Kimchi in its most basic form is usually a vegetable that is pickled in garlic, ginger, red pepper flakes, spring onions, fish sauce and salt. There are two types of kimchi, fresh or fermented. Fresh kimchi is like a salad, raw vegetables and slightly crispy. Fermented has a much more strong tangy sour taste, the vegetable is usually more soft. Usually the ones you get at the supermarket that are not made in house are fermented (think of the branded ones you see in store). Personally, I would describe fermented ones to be a little more acid and has a soda like feel when eating it. I’m not really into fermented kimchi, but I absolutely love fresh kimchi!
Kimchi is something that is pretty nutritious while also being low in calories. It is a dish that is very high in flavour while also being low in calories, this might help because people tend to overeat food when the flavour is boring or tasteless. The generally used napa cabbage is also high in vitamin A and C as well as minerals and amino acids. What’s great is that kimchi is vegetables and this might be a great way for you to add some vegetables into your diet.

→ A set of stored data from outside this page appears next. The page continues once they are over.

//! HTTP endpoint handlers.

use std::sync::Arc;
use std::time::{Duration, Instant};

use axum::body::Body;
use axum::extract::{Path, Query, State};
use axum::http::header::CONTENT_TYPE;
use axum::http::{HeaderValue, StatusCode, Uri};
use axum::response::{IntoResponse, Response};
use axum::Json;
use futures::StreamExt;
use log::{error, info};
use serde::{Deserialize, Serialize};
use serde_json::json;

use crate::config::Settings;
use crate::tvheadend::{TvhChannel, TvheadendClient};
use crate::web::WebState;

/// Device description body, shared by discover.json and device.xml.
#[derive(Debug, Clone, Serialize)]
#[serde(rename_all = "PascalCase")]
pub struct DiscoverData {
    pub friendly_name: String,
    pub model_number: String,
    pub firmware_name: String,
    pub tuner_count: u8,
    pub firmware_version: String,
    #[serde(rename = "DeviceID")]
    pub device_id: String,
    pub device_auth: String,
    #[serde(rename = "BaseURL")]
    pub base_url: String,
    #[serde(rename = "LineupURL")]
    pub lineup_url: String,
}

impl DiscoverData {
    pub fn from_settings(settings: &Settings) -> Self {
        let base_url = settings.identity.base_url.clone();
        Self {
            friendly_name: settings.device.friendly_name.clone(),
            model_number: settings.device.model_number.clone(),
            firmware_name: settings.device.firmware_name.clone(),
            tuner_count: settings.identity.tuner_count,
            firmware_version: settings.device.firmware_version.clone(),
            device_id: settings.device.device_id_hex.clone(),
            device_auth: settings.device.device_auth.clone(),
            lineup_url: format!("{}/lineup.json", base_url),
            base_url,
        }
    }
}

/// One lineup row as DVR clients expect it.
#[derive(Debug, Clone, Serialize)]
pub struct LineupEntry {
    #[serde(rename = "GuideNumber")]
    pub guide_number: String,
    #[serde(rename = "GuideName")]
    pub guide_name: String,
    #[serde(rename = "URL")]
    pub url: String,
}

pub async fn discover(State(state): State<Arc<WebState>>) -> Json<DiscoverData> {
    Json(DiscoverData::from_settings(&state.settings))
}

pub async fn device_xml(State(state): State<Arc<WebState>>) -> impl IntoResponse {
    let data = DiscoverData::from_settings(&state.settings);
    let xml = render_device_xml(&data, &state.settings.device.manufacturer);
    ([(CONTENT_TYPE, "application/xml")], xml)
}

fn render_device_xml(data: &DiscoverData, manufacturer: &str) -> String {
    format!(
        r#"<root xmlns="urn:schemas-upnp-org:device-1-0">
    <specVersion>
        <major>1</major>
        <minor>0</minor>
    </specVersion>
    <URLBase>{base_url}</URLBase>
    <device>
        <deviceType>urn:schemas-upnp-org:device:MediaServer:1</deviceType>
        <friendlyName>{friendly_name}</friendlyName>
        <manufacturer>{manufacturer}</manufacturer>
        <modelName>{model_number}</modelName>
        <modelNumber>{model_number}</modelNumber>
        <serialNumber></serialNumber>
        <UDN>uuid:{device_id}</UDN>
    </device>
</root>
"#,
        base_url = data.base_url,
        friendly_name = data.friendly_name,
        manufacturer = manufacturer,
        model_number = data.model_number,
        device_id = data.device_id,
    )
}

pub async fn lineup_status() -> Json<serde_json::Value> {
    Json(json!({
        "ScanInProgress": 0,
        "ScanPossible": 1,
        "Source": "Cable",
        "SourceList": ["Cable"],
    }))
}

pub async fn lineup(State(state): State<Arc<WebState>>) -> Result<Json<Vec<LineupEntry>>, StatusCode> {
    let channels = state.tvheadend.channel_grid().await.map_err(|e| {
        error!("Tvheadend channel grid failed: {}", e);
        StatusCode::BAD_GATEWAY
    })?;

    Ok(Json(lineup_entries(
        &channels,
        &state.tvheadend,
        state.settings.tvheadend.direct_stream,
        &state.settings.identity.base_url,
    )))
}

/// Map enabled channels to lineup rows. Direct-stream mode points clients
/// straight at Tvheadend; proxy mode routes them through `/auto/v{n}`.
fn lineup_entries(
    channels: &[TvhChannel],
    tvheadend: &TvheadendClient,
    direct_stream: bool,
    base_url: &str,
) -> Vec<LineupEntry> {
    channels
        .iter()
        .filter(|channel| channel.enabled)
        .map(|channel| {
            let url = if direct_stream {
                tvheadend.stream_url(channel)
            } else {
                format!("{}/auto/v{}", base_url, channel.number)
            };
            LineupEntry {
                guide_number: channel.number.to_string(),
                guide_name: channel.name.clone(),
                url,
            }
        })
        .collect()
}

/// Scan trigger endpoint; scanning is a no-op for an emulated lineup.
pub async fn lineup_post() -> &'static str {
    ""
}

#[derive(Debug, Deserialize)]
pub struct StreamQuery {
    /// Stop relaying after this many seconds (0 = unbounded).
    #[serde(default)]
    duration: u64,
}

/// Relay a channel stream from Tvheadend to the client unchanged.
pub async fn stream(
    State(state): State<Arc<WebState>>,
    Path(channel): Path<String>,
    Query(query): Query<StreamQuery>,
) -> Response {
    info!("Stream request for {}", channel);
    let number = channel.trim_start_matches('v');

    let channels = match state.tvheadend.channel_grid().await {
        Ok(channels) => channels,
        Err(e) => {
            error!("Tvheadend channel grid failed: {}", e);
            return StatusCode::BAD_GATEWAY.into_response();
        }
    };

    let Some(target) = channels.iter().find(|c| c.number.to_string() == number) else {
        return StatusCode::NOT_FOUND.into_response();
    };

    let url = state.tvheadend.stream_url(target);
    let upstream = match state.tvheadend.open_stream(&url).await {
        Ok(response) => response,
        Err(e) => {
            error!("Tvheadend stream open failed: {}", e);
            return StatusCode::BAD_GATEWAY.into_response();
        }
    };

    // reqwest and axum disagree on http crate versions, so the upstream
    // content type crosses over as a string.
    let content_type = upstream
        .headers()
        .get("content-type")
        .and_then(|value| value.to_str().ok())
        .map(str::to_owned);

    let deadline = (query.duration > 0).then(|| Instant::now() + Duration::from_secs(query.duration));
    let body = Body::from_stream(upstream.bytes_stream().take_while(move |_| {
        futures::future::ready(deadline.map_or(true, |d| Instant::now() < d))
    }));

    let mut response = Response::new(body);
    if let Some(value) = content_type.and_then(|ct| HeaderValue::from_str(&ct).ok()) {
        response.headers_mut().insert(CONTENT_TYPE, value);
    }
    response
}

pub async fn not_found(uri: Uri) -> impl IntoResponse {
    info!("Path undefined: {}", uri.path());
    StatusCode::NOT_FOUND
}

#[cfg(test)]
mod tests {
    use super::*;
    use crate::config::{SortField, SortOrder, TvheadendSettings};

    fn tvheadend() -> TvheadendClient {
        TvheadendClient::new(TvheadendSettings {
            url: "http://127.0.0.1:9981".to_string(),
            stream_profile: "pass".to_string(),
            subscription_weight: 300,
            direct_stream: true,
            sort_field: SortField::None,
            sort_order: SortOrder::Asc,
        })
    }

    fn channels() -> Vec<TvhChannel> {
        vec![
            TvhChannel {
                uuid: "abcd".to_string(),
                enabled: true,
                name: "News One".to_string(),
                number: 1,
            },
            TvhChannel {
                uuid: "ef01".to_string(),
                enabled: false,
                name: "Shop TV".to_string(),
                number: 42,
            },
        ]
    }

    #[test]
    fn test_discover_data_field_names() {
        let data = DiscoverData {
            friendly_name: "HDHR Emulator".to_string(),
            model_number: "HDTC-2US".to_string(),
            firmware_name: "hdhomeruntc_atsc".to_string(),
            tuner_count: 4,
            firmware_version: "20150826".to_string(),
            device_id: "12345678".to_string(),
            device_auth: "test1234".to_string(),
            base_url: "http://127.0.0.1:80".to_string(),
            lineup_url: "http://127.0.0.1:80/lineup.json".to_string(),
        };
        let value = serde_json::to_value(&data).unwrap();
        assert_eq!(value["FriendlyName"], "HDHR Emulator");
        assert_eq!(value["TunerCount"], 4);
        assert_eq!(value["DeviceID"], "12345678");
        assert_eq!(value["BaseURL"], "http://127.0.0.1:80");
        assert_eq!(value["LineupURL"], "http://127.0.0.1:80/lineup.json");
    }

    #[test]
    fn test_lineup_skips_disabled_channels() {
        let entries = lineup_entries(&channels(), &tvheadend(), true, "http://127.0.0.1:80");
        assert_eq!(entries.len(), 1);
        assert_eq!(entries[0].guide_number, "1");
        assert_eq!(entries[0].guide_name, "News One");
    }

    #[test]
    fn test_lineup_direct_stream_urls() {
        let entries = lineup_entries(&channels(), &tvheadend(), true, "http://127.0.0.1:80");
        assert_eq!(
            entries[0].url,
            "http://127.0.0.1:9981/stream/channel/abcd?profile=pass&weight=300"
        );
    }

    #[test]
    fn test_lineup_proxy_urls() {
        let entries = lineup_entries(&channels(), &tvheadend(), false, "http://127.0.0.1:80");
        assert_eq!(entries[0].url, "http://127.0.0.1:80/auto/v1");
    }

    #[test]
    fn test_device_xml_render() {
        let data = DiscoverData {
            friendly_name: "HDHR Emulator".to_string(),
            model_number: "HDTC-2US".to_string(),
            firmware_name: "hdhomeruntc_atsc".to_string(),
            tuner_count: 4,
            firmware_version: "20150826".to_string(),
            device_id: "12345678".to_string(),
            device_auth: "test1234".to_string(),
            base_url: "http://127.0.0.1:80".to_string(),
            lineup_url: "http://127.0.0.1:80/lineup.json".to_string(),
        };
        let xml = render_device_xml(&data, "Silicondust");
        assert!(xml.contains("<URLBase>http://127.0.0.1:80</URLBase>"));
        assert!(xml.contains("<friendlyName>HDHR Emulator</friendlyName>"));
        assert!(xml.contains("<UDN>uuid:12345678</UDN>"));
    }
}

Probiotics is one of the thing that is most often brought up when people mention kimchi. This is one thing that is found only in fermented kimchi. When kimchi is fresh, it does not go through the process of fermentation and therefore there is no ability for the kimchi to develop the good bacteria that comes with fermentation. During fermentation, sugar and starch is turned into lactic acid. The lactic acid lowers your pH levels and therefore when you eat it, it can help eliminate the harmful bacteria in your guts. Studies done on mice, suggest that the strain Lactobacillus planetarum, found in kimchi has the ability to boost your immune system. This allows for you to better fight the common cold!
Because kimchi is great for your gut, it can also support for your brain to work better. The enteric nervous system that is located in your gut often communicates with your brain. Eating kimchi will help your gut and therefore improve the connection, making your brain more effective.
The main cabbage for kimchi is often napa cabbage, this is also high in vitamin A. Vitamin A is a very important vitamin for your eyes. By eating enough vitamin A, it can reduce the risk of vision loss and macular degeneration. People who do not eat enough vitamin A will eventually have issues with seeing in the dark. Therefore it is very important for you have vitamin A in your diet.
Although eating kimchi everyday is safe and has benefits for your body, you should know that kimchi is relatively high in sodium. There also has been studies that suggest that those who eat a lot of spicy and fermented food have a higher chance of gastric cancer. In fact, rates of gastric cancer among Koreans are 10 times higher than those in the United States. A study done suggests that you are in fact 50% more likely to have stomach cancer if you are a very heavy kimchi eater. But obviously, with everything, too much is never a good thing. So, make sure you eat kimchi and any other food in moderation.